Üçüncü İtiraz: Evrenin yasalarını Tanrı yapmadıysa kim yaptı?
Nature
and Nature’s laws lay hid in night:
God said, Let Newton be! and all was light.
Alexander Pope
Bu soruya haddimi aşarak yanıt
vermeye çalışacağımı belirteyim öncelikle. Ne teorik fizik konusunda ciddi
araştırmalar yapmış birisiyim ne de matematiğin son yıllarda hızla gelişmekte
olan karmaşık sistemler kuramına aşinayım. Okuduklarımdan öğrendiklerimin
dışında bu konulara kafa yormuş da değilim. Hoş, okuduğum bilimsel kitaplarda
da aradığım yanıtları pek bulamadığımı itiraf etmeliyim. Büyük bir olasılıkla
yanlış yere bakıyorum. Aradığım şey tatmin edici bir yanıttan ziyade biraz
hayal gücü ve bu hayal gücünün ürünlerini sade bir dille anlatabilen kıvrak bir
kalem. Bulamadığım için de aklıma yatan iki temel hipotezden söz edeceğim bu
yazıda. Bunlardan birincisi zaten
herkesin bildiği M-kuramı. Diğeri ise henüz emekleme aşamasında bir kuram olan Yakınsak Markov
Zinciri kuramı. Bu kuramların her ikisi de alabildiğine teknik bilgi
gerektiriyor. Benim bilgisizliğim, konuları basite indirgememe ve basit
örneklerle anlatmama yardımcı olacaktır diye düşünüyorum. Denemekte yarar var. Zor
olandan başlayayım.
Birinci Hipotez: Evren Yakınsak
Markov Zincirleri Toplamıdır?
Bomboş bir yolda araba sürdüğünüzü
düşünün. Arabanızın hızını kendiniz belirlersiniz. İsterseniz saatte 50 km
hızla gidersiniz, isterseniz saatte 150 km hızla. Zikzak yaparak, dur kalk
yaparak, motoru gürleterek, direksiyonun başında uyuklayarak… Yolda tek
başınıza olduğunuz için karışanınız olmaz. Kaza yapma olasılığınız düşüktür.

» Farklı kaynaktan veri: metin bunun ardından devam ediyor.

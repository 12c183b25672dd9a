//! Diff-set resolution for comparing the working tree against a branch.
//!
//! Everything goes through the `git` CLI: [`git::GitBridge`] resolves the
//! merge-base of a target ref and HEAD, lists the files that changed since
//! it, and fetches base-side content for a side-by-side viewer.

pub mod git;

pub use git::types::{
    BranchListing, BranchSet, Comparison, FileChange, FileStatus, RefResolution,
};
pub use git::{CommandRunner, GitBridge, GitError, GitRunner};
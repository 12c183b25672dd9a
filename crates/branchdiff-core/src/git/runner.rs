use std::future::Future;
use std::path::Path;
use std::process::Stdio;
use std::time::Duration;

use tokio::process::Command;
use tracing::debug;

use super::error::GitError;

/// Environment forced on every git invocation so diagnostics stay untranslated
/// and read-only queries never contend for the index lock.
const GIT_ENV: [(&str, &str); 2] = [("LC_ALL", "C"), ("GIT_OPTIONAL_LOCKS", "0")];

/// Executes one git invocation and yields its stdout.
///
/// Implementations must take an argument vector, never a shell string, and
/// must run in `cwd` rather than the process's ambient directory.
pub trait CommandRunner: Send + Sync {
    fn run(
        &self,
        cwd: &Path,
        args: &[&str],
    ) -> impl Future<Output = Result<String, GitError>> + Send;
}

/// Runs the real `git` binary through `tokio::process`.
#[derive(Debug, Clone)]
pub struct GitRunner {
    program: String,
    timeout: Option<Duration>,
}

impl Default for GitRunner {
    fn default() -> Self {
        Self::new()
    }
}

impl GitRunner {
    pub fn new() -> Self {
        Self {
            program: "git".to_string(),
            timeout: None,
        }
    }

    pub fn with_program(mut self, program: impl Into<String>) -> Self {
        self.program = program.into();
        self
    }

    /// Kill the subprocess and fail if it has not exited within `limit`.
    pub fn with_timeout(mut self, limit: Duration) -> Self {
        self.timeout = Some(limit);
        self
    }

    pub fn program(&self) -> &str {
        &self.program
    }

    pub fn timeout(&self) -> Option<Duration> {
        self.timeout
    }
}

impl CommandRunner for GitRunner {
    async fn run(&self, cwd: &Path, args: &[&str]) -> Result<String, GitError> {
        debug!(cwd = %cwd.display(), "{} {}", self.program, args.join(" "));

        // A missing cwd would otherwise surface as ENOENT from spawn.
        if !cwd.is_dir() {
            return Err(GitError::NoSuchDirectory {
                path: cwd.to_path_buf(),
            });
        }

        let child = Command::new(&self.program)
            .args(args)
            .current_dir(cwd)
            .envs(GIT_ENV)
            .stdin(Stdio::null())
            .stdout(Stdio::piped())
            .stderr(Stdio::piped())
            .kill_on_drop(true)
            .spawn()
            .map_err(|source| GitError::Spawn {
                program: self.program.clone(),
                source,
            })?;

        // Dropping `child` on timeout kills it; partial output is discarded.
        let waited = match self.timeout {
            Some(limit) => match tokio::time::timeout(limit, child.wait_with_output()).await {
                Ok(waited) => waited,
                Err(_) => {
                    debug!("{} {} timed out", self.program, args.join(" "));
                    return Err(GitError::Timeout {
                        program: self.program.clone(),
                        limit,
                    });
                }
            },
            None => child.wait_with_output().await,
        };

        let output = waited.map_err(|e| GitError::Command {
            exit_code: None,
            message: e.to_string(),
        })?;

        if !output.status.success() {
            let exit_code = output.status.code();
            debug!(?exit_code, "{} {} failed", self.program, args.join(" "));
            return Err(GitError::Command {
                exit_code,
                message: failure_message(&output.stdout, &output.stderr),
            });
        }

        Ok(String::from_utf8_lossy(&output.stdout).into_owned())
    }
}

/// Git's own diagnostic: stderr, or stdout when stderr is empty.
fn failure_message(stdout: &[u8], stderr: &[u8]) -> String {
    let stderr = String::from_utf8_lossy(stderr);
    let stderr = stderr.trim();
    if !stderr.is_empty() {
        return stderr.to_string();
    }
    String::from_utf8_lossy(stdout).trim().to_string()
}
use std::path::PathBuf;
use std::time::Duration;

use thiserror::Error;

#[derive(Error, Debug)]
pub enum GitError {
    #[error("failed to run {program}: {source}")]
    Spawn {
        program: String,
        #[source]
        source: std::io::Error,
    },
    #[error("git exited with {}: {message}", describe_exit(.exit_code))]
    Command {
        exit_code: Option<i32>,
        message: String,
    },
    #[error("{program} killed after running longer than {limit:?}")]
    Timeout { program: String, limit: Duration },
    #[error("not a directory: {}", .path.display())]
    NoSuchDirectory { path: PathBuf },
    #[error("not a git repository: {}", .path.display())]
    NotARepo { path: PathBuf },
    #[error("no common ancestor between HEAD and '{target}'")]
    NoCommonAncestor { target: String },
    #[error("unexpected git output line: {raw_line:?}")]
    Parse { raw_line: String },
    #[error("invalid ref {reference:?}: {reason}")]
    InvalidRef { reference: String, reason: &'static str },
    #[error("invalid repository path {path:?}")]
    InvalidPath { path: String },
}

fn describe_exit(code: &Option<i32>) -> String {
    match code {
        Some(code) => format!("code {code}"),
        None => "no status".to_string(),
    }
}

impl GitError {
    /// True when git ran and reported failure, as opposed to never starting.
    pub fn is_command_failure(&self) -> bool {
        matches!(self, GitError::Command { .. })
    }

    /// True only when git ran to completion and exited nonzero. Killed and
    /// timed-out calls are not.
    pub fn is_git_refusal(&self) -> bool {
        matches!(
            self,
            GitError::Command {
                exit_code: Some(_),
                ..
            }
        )
    }

    pub fn exit_code(&self) -> Option<i32> {
        match self {
            GitError::Command { exit_code, .. } => *exit_code,
            _ => None,
        }
    }
}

Hayatta kalma içgüdüsünden başka yolun bir kuralının olmadığını düşünürsünüz.
Böyle bir süre gittikten sonra sizinle aynı yönde giden bir arabaya
rastladığınızı düşünelim. O arabayı gördükten sonra mutlaka arabayı sürüş
şeklinizde bir değişiklik olacaktır. Ne de olsa yolu paylaşmak zorundasınız.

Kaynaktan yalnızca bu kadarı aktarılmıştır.